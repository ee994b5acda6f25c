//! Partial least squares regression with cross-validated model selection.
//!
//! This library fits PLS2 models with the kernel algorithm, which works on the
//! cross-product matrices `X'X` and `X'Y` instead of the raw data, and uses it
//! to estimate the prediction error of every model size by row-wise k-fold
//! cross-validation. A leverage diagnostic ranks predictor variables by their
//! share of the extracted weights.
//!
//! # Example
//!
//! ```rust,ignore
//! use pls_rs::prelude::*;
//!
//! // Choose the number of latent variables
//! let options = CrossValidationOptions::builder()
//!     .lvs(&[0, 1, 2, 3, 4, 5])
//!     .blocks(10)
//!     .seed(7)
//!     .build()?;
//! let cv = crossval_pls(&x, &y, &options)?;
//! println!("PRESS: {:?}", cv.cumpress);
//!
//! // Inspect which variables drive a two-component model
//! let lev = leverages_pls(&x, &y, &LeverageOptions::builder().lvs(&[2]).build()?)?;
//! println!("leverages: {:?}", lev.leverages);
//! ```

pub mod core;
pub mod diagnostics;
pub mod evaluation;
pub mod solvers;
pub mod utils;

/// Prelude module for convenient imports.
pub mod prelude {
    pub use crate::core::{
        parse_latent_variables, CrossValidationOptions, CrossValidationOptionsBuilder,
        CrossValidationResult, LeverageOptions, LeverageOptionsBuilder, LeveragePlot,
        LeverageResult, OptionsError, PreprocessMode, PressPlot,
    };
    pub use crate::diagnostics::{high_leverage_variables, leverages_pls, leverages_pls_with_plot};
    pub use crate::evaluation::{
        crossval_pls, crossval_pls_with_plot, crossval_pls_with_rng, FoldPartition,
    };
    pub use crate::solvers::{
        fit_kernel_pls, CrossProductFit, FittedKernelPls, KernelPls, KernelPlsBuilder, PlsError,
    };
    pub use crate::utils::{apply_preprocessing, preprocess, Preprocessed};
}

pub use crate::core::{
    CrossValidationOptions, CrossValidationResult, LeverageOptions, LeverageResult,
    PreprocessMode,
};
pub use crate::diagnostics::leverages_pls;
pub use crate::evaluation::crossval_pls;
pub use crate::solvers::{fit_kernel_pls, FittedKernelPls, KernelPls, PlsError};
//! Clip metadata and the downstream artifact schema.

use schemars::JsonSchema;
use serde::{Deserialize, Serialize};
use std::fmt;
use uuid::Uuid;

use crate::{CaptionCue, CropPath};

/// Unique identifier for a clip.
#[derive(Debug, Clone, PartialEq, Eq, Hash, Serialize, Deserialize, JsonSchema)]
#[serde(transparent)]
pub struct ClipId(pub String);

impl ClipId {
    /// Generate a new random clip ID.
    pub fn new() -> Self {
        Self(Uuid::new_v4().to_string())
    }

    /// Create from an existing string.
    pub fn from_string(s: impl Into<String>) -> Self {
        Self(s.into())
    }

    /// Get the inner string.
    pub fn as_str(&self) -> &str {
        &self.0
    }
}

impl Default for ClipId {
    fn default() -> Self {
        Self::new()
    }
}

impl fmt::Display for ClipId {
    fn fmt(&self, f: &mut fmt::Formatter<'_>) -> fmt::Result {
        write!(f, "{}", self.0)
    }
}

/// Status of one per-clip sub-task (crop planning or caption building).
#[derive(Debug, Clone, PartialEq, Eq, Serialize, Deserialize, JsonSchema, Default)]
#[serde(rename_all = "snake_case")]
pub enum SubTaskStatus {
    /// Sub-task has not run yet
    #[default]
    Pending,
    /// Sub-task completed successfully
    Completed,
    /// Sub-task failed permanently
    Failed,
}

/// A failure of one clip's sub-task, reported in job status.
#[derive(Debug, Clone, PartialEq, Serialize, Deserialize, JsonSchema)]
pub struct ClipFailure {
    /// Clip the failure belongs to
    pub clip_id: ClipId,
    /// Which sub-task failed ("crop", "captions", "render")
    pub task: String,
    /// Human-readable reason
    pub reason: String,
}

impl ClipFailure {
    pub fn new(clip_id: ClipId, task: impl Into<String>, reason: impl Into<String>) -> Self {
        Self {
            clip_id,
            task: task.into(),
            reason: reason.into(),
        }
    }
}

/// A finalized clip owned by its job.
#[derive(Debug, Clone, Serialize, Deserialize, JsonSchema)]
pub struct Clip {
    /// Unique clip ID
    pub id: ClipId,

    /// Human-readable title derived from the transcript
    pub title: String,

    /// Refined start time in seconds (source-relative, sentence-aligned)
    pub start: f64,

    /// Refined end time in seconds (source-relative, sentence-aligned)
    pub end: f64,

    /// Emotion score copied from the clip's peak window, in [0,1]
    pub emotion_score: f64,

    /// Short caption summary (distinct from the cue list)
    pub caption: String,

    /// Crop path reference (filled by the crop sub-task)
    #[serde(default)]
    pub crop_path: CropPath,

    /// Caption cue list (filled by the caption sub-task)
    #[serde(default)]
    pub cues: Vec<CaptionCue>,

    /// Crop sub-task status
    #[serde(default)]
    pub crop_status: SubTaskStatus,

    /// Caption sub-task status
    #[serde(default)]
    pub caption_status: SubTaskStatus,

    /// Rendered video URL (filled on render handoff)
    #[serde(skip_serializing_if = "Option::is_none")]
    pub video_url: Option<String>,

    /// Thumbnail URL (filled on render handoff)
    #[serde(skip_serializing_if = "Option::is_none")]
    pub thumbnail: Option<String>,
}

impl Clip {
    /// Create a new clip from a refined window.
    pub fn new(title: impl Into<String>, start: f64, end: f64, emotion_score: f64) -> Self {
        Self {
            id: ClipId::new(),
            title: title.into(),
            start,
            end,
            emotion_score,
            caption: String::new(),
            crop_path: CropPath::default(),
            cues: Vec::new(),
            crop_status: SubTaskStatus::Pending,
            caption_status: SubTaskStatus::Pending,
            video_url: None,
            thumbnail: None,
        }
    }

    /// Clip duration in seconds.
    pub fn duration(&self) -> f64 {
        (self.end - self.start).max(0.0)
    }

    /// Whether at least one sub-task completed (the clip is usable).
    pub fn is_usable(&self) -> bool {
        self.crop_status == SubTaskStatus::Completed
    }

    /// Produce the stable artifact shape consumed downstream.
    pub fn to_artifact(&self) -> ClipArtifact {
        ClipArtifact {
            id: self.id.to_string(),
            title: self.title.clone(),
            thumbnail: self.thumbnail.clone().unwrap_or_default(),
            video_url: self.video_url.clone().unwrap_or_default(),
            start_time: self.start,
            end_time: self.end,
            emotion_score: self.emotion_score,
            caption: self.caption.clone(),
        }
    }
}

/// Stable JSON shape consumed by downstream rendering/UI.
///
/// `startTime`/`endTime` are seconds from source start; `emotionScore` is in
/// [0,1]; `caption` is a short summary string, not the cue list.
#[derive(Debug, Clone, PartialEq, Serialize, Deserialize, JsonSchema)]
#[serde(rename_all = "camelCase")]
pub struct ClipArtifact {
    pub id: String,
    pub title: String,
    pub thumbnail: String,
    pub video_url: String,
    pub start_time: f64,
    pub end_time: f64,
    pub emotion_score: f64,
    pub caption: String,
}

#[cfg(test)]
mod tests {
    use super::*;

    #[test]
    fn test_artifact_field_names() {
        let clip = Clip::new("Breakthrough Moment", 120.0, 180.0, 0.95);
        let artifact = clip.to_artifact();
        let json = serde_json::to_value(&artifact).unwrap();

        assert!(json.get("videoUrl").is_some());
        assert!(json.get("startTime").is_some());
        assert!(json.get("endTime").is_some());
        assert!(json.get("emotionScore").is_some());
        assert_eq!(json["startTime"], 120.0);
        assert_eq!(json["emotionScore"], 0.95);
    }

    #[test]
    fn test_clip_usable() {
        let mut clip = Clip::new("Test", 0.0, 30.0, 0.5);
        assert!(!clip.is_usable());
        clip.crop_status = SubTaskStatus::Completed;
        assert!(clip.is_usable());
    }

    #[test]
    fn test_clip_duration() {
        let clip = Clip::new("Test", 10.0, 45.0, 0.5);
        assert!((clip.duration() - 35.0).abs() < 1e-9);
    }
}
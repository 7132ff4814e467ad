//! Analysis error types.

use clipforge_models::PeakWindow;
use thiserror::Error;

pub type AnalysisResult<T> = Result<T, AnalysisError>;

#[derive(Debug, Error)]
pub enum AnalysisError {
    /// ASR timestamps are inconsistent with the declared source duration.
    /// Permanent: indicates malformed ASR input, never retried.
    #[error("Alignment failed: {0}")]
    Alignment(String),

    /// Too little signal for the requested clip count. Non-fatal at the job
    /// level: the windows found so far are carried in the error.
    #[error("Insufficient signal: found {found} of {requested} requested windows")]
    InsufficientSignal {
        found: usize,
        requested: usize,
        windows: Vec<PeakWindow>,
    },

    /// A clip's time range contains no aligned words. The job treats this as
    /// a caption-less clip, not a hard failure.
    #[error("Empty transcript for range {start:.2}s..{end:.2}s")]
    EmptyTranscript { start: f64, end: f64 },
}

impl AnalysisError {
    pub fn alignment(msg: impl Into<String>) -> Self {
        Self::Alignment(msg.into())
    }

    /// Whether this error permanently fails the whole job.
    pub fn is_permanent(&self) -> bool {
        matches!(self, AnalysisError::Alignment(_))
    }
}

:: WHAT IS REQUIRED ::
Lines holding "CaptionCue": give how many there are in the entries above, and nothing more.

:: EXERCISE RESULT ::
2